UK father talks of Kenya death grief

Source BBC News@ tienganhvui.com


Louis BawaMr Bawa had been waiting outside the mall for news of his family



The father of an eight-year-old British girl shot in the Kenyan shopping centre attack has recalled the last time he spoke to her and the "heart-stopping" moment when he found out she was dead.


Jennah Bawa was with her Kenyan-born mother, Zahira, who also died.


Businessman Louis Bawa, of Leamington Spa, Warwickshire, said he had spoken to them on Friday but "didn't get a chance to catch up with them" before their regular food shop on Saturday.


"This time they didn't come home."


Kenyan security forces say they have now taken control of all floors of the Nairobi shopping centre attacked by suspected al-Shabab militants.


The Somali Islamist movement has said it carried out the attack at the Westgate shopping mall in retaliation for Kenyan military operations in Somalia.


The official death toll stands at 62, with more than 170 have been injured. There are fears the death toll will rise further.


The UK government says five of the dead people have been confirmed as British, with another one thought to be British.

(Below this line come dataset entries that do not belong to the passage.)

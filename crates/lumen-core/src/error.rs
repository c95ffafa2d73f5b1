use crate::light::LightId;

/// Errors reported by the lighting engine.
#[derive(Debug, Clone, PartialEq, thiserror::Error)]
pub enum EngineError {
    /// Working resolution is zero or exceeds `MAX_DIMENSION` on an axis.
    #[error("Invalid working resolution {width}x{height}")]
    InvalidResolution { width: u32, height: u32 },

    /// Diffuse and normal images passed to one capture differ in size.
    #[error("Diffuse image is {diffuse_width}x{diffuse_height} but normal image is {normal_width}x{normal_height}")]
    ImageSizeMismatch {
        diffuse_width: u32,
        diffuse_height: u32,
        normal_width: u32,
        normal_height: u32,
    },

    /// Image pixel data does not match its declared dimensions.
    #[error("Image data holds {actual} texels, expected {expected}")]
    ImageDataLength { expected: usize, actual: usize },

    /// Image has a zero dimension.
    #[error("Image has no texels")]
    EmptyImage,

    /// `render` was called before both the colormap and the normalmap were
    /// captured for the current frame.
    #[error("Colormap and normalmap must both be captured before rendering")]
    SurfacesNotCaptured,

    /// The composite buffer has not been produced since the last resize.
    #[error("Composite buffer has not been rendered")]
    CompositeNotRendered,

    /// A light handle that is not (or no longer) in the registry.
    #[error("Unknown light {0:?}")]
    UnknownLight(LightId),

    /// The operation only applies to spot lights.
    #[error("Light {0:?} is not a spot light")]
    NotASpotLight(LightId),
}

In an interview with the Daily Telegraph, Mr Bawa, 43, said his wife and daughter were both Muslims but were killed by "animals" who were using "religion as an excuse to kill people... They're saying that they were targeting certain people, but they were targeting anyone".


The family lived in Leamington Spa until last year, when lawyer Mrs Bawa is reported to have returned to Kenya to look after her mother. Mr Bawa then took a job as the chief executive of a marketing company in Dubai and began commuting to his family in Nairobi at weekends.


He told the paper: "The last time I spoke to them was on Friday evening, I didn't get a chance to catch up with them on Saturday morning. They were going to Westgate to do what they always did, grocery shopping. This time they didn't come home.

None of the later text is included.